Work instruction>
If a line of the data below contains the string "then", copy it into your answer.

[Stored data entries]
------------------------------------------------------------
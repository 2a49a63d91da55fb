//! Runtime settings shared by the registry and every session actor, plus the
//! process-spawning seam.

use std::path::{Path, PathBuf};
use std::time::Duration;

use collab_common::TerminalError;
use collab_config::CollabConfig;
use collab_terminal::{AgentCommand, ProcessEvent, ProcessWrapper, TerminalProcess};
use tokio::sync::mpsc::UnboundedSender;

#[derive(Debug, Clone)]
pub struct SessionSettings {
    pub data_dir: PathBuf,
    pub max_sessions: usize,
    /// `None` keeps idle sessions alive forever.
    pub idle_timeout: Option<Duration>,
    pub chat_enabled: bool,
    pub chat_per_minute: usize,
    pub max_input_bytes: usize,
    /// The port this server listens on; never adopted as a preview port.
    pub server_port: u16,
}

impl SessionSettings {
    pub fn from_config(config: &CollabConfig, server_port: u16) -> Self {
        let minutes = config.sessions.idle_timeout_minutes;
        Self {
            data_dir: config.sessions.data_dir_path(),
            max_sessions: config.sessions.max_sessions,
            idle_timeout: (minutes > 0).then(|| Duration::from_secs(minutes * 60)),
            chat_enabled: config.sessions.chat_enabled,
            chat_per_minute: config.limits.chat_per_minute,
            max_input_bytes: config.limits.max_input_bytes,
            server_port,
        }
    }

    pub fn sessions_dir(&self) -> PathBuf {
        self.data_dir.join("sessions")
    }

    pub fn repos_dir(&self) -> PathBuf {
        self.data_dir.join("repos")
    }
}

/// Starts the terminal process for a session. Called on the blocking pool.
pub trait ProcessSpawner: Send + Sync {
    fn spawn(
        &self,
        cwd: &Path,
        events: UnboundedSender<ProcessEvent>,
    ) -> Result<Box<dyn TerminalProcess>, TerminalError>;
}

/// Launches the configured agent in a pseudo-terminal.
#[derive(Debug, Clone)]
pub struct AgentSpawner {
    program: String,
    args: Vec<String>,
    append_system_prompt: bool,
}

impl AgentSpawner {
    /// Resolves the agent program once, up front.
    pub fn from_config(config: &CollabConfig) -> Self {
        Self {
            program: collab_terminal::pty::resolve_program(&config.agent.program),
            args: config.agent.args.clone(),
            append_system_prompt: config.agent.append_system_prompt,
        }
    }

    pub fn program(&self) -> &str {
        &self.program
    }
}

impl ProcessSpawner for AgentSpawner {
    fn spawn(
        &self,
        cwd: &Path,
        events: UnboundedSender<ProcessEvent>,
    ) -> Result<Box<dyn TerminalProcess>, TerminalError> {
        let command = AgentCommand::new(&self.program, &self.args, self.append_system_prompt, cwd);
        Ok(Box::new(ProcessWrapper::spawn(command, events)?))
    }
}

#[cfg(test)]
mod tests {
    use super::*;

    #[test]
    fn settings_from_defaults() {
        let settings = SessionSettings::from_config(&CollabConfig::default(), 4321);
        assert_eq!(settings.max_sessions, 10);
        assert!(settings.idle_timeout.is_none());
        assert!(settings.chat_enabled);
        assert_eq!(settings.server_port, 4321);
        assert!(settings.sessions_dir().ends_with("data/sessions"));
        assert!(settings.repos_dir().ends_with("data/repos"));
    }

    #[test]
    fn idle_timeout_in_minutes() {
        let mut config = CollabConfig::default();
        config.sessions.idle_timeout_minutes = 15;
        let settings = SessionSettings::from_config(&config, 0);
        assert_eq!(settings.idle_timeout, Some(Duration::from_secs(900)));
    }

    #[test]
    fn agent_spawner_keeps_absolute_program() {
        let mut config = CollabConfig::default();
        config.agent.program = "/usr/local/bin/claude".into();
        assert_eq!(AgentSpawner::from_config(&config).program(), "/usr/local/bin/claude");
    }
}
------------------------------------------------------------
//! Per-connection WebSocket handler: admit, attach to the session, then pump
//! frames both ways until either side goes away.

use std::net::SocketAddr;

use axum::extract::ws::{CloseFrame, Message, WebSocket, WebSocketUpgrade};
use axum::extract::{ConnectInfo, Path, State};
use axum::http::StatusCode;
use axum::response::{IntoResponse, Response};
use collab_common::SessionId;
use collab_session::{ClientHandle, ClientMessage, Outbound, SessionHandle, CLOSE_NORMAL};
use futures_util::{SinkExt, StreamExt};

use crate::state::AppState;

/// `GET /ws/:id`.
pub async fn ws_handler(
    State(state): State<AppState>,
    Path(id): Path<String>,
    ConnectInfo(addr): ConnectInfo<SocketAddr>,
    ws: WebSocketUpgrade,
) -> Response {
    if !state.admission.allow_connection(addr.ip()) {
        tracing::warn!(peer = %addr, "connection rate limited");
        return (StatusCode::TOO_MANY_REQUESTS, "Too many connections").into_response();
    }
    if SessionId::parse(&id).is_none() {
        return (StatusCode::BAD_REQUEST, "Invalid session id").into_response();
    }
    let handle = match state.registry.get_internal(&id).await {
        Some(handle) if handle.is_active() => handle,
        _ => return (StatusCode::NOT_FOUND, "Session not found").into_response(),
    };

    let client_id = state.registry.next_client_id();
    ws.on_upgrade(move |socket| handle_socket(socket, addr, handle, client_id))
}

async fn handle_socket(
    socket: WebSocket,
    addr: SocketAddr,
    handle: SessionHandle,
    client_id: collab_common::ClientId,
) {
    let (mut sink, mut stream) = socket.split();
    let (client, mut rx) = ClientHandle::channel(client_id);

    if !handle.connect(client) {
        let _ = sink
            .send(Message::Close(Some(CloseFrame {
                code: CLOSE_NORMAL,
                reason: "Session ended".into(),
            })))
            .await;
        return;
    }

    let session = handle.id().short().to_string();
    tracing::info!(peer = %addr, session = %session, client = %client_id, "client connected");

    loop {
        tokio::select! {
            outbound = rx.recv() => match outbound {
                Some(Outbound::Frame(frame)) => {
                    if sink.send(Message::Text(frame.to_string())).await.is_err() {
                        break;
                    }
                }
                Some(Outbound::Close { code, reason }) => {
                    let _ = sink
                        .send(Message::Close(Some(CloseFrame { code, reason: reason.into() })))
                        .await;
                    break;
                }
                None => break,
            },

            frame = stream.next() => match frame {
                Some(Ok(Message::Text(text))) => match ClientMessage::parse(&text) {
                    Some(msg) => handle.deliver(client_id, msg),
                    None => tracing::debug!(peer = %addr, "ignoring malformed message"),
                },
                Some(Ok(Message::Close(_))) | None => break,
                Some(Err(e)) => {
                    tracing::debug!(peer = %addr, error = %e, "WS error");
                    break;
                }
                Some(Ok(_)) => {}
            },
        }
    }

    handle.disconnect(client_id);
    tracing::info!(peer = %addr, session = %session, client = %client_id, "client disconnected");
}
------------------------------------------------------------
Exercise result>
            idle_timeout: (minutes > 0).then(|| Duration::from_secs(minutes * 60)),
//! Per-connection WebSocket handler: admit, attach to the session, then pump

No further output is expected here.